• Exercise description:
Read the lines below and count those that have the word "DateTime". Respond with the number only.
┌─ Record extracts
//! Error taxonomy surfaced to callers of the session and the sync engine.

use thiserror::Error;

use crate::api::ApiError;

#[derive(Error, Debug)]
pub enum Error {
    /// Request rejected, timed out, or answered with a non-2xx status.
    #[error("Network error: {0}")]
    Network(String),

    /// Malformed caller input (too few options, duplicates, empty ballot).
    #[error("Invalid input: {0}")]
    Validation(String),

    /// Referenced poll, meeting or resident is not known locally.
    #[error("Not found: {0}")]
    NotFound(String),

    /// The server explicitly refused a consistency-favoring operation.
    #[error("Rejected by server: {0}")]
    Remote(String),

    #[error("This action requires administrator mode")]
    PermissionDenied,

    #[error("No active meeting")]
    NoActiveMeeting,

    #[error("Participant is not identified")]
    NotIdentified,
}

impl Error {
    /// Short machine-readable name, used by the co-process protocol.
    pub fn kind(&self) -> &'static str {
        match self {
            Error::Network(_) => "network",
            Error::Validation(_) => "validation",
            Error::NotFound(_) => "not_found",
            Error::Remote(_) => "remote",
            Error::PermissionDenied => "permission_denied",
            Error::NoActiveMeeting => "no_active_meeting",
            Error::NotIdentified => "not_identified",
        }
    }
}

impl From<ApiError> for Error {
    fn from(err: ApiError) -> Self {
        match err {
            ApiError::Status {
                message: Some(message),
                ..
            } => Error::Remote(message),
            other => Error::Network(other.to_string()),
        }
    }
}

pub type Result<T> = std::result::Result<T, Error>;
└─
┌─ Record extracts
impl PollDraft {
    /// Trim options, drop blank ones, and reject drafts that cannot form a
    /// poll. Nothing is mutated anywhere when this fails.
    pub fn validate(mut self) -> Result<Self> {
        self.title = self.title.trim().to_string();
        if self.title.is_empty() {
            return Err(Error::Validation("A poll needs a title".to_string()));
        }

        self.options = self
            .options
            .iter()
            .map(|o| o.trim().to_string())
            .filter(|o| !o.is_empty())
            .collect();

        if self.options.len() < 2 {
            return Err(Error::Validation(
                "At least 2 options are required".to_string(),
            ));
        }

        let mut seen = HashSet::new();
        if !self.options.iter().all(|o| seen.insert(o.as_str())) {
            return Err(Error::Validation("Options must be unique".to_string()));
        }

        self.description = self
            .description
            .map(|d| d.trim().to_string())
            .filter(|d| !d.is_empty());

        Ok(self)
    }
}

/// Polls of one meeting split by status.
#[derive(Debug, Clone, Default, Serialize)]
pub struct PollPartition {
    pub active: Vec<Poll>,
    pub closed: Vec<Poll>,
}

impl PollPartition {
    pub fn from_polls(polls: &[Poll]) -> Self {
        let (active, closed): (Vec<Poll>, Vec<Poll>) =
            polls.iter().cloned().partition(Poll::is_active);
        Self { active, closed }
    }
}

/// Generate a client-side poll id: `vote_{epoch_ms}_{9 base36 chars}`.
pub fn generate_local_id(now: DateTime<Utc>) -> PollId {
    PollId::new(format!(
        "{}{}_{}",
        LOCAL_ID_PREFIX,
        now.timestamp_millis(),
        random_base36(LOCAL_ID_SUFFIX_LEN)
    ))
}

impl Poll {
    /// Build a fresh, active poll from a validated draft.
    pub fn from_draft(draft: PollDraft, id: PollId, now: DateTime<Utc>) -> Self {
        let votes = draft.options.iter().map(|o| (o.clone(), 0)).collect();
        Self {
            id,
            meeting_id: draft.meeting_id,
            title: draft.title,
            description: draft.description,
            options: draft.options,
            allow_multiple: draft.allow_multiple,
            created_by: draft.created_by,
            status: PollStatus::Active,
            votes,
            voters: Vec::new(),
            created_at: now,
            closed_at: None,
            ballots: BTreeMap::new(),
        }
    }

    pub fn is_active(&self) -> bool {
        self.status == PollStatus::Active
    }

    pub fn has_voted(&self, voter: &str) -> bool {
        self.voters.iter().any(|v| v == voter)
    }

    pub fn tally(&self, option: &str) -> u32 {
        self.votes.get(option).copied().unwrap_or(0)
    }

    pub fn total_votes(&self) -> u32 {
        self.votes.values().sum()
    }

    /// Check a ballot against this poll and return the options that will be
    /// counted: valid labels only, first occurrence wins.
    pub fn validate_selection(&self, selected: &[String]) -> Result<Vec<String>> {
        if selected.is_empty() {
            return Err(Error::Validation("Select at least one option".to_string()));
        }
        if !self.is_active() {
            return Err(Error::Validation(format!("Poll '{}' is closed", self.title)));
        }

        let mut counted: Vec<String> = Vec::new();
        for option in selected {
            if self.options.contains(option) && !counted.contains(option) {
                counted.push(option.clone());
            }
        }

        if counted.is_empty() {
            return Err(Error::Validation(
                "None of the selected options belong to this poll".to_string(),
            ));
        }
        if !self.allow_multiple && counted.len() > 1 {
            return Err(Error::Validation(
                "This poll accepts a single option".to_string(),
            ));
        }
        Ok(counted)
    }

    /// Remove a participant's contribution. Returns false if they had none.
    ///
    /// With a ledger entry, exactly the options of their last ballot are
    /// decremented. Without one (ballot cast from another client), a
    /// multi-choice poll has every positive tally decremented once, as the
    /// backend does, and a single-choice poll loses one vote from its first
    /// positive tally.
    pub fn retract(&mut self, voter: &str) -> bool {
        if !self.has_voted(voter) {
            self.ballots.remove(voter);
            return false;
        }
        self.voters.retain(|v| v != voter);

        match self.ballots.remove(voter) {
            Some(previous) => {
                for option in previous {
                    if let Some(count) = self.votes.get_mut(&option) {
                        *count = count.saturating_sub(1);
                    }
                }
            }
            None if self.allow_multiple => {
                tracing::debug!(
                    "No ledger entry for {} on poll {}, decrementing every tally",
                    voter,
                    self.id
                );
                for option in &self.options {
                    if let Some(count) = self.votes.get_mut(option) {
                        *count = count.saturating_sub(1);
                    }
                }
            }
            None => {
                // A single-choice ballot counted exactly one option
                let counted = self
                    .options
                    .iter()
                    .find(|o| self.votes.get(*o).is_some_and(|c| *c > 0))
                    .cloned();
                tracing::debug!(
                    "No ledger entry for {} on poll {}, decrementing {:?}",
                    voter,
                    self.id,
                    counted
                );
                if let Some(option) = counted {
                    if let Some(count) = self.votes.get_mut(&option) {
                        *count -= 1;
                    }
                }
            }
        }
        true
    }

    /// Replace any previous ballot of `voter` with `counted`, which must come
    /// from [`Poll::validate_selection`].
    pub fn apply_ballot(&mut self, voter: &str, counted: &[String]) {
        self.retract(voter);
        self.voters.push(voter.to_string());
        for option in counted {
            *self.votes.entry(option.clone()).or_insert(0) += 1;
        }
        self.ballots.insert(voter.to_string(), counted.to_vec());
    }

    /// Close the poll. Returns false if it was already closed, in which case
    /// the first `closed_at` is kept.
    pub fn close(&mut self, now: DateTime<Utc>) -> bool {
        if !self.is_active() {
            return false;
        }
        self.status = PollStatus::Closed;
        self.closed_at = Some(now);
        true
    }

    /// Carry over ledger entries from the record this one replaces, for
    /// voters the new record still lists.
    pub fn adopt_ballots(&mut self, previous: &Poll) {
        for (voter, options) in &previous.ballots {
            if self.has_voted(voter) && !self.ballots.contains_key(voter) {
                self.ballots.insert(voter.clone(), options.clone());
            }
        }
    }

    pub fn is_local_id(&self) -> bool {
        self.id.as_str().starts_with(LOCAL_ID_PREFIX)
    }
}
└─
• Task answer:
3